BEGIN RECORDS FOR THE TASK

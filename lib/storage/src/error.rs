use std::io;

/// An error raised by the triple storage layer.
///
/// Scans either fail at the medium (I/O for disk-backed stores) or when
/// an index row no longer decodes to a well-formed triple. The engine
/// treats both as transient: the execution aborts and its transaction is
/// rolled back.
#[derive(Debug, thiserror::Error)]
#[non_exhaustive]
pub enum StorageError {
    /// The underlying medium failed while reading triples.
    #[error("storage I/O failure: {0}")]
    Io(#[from] io::Error),
    /// An index row does not decode to a well-formed triple, e.g. a term
    /// id outside the dictionary or a literal in subject position.
    #[error("corrupted index entry: {0}")]
    CorruptedIndex(String),
}

impl StorageError {
    pub fn corrupted_index(detail: impl Into<String>) -> Self {
        Self::CorruptedIndex(detail.into())
    }
}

END RECORDS FOR THE TASK

[ACTION ITEM] Return, please, every line from the one that contains "pub enum StorageError" through the final line of the listing, exactly, and no others.

[RESPONSE TO THE TASK]
pub enum StorageError {
    /// The underlying medium failed while reading triples.
    #[error("storage I/O failure: {0}")]
    Io(#[from] io::Error),
    /// An index row does not decode to a well-formed triple, e.g. a term
    /// id outside the dictionary or a literal in subject position.
    #[error("corrupted index entry: {0}")]
    CorruptedIndex(String),
}

impl StorageError {
    pub fn corrupted_index(detail: impl Into<String>) -> Self {
        Self::CorruptedIndex(detail.into())
    }
}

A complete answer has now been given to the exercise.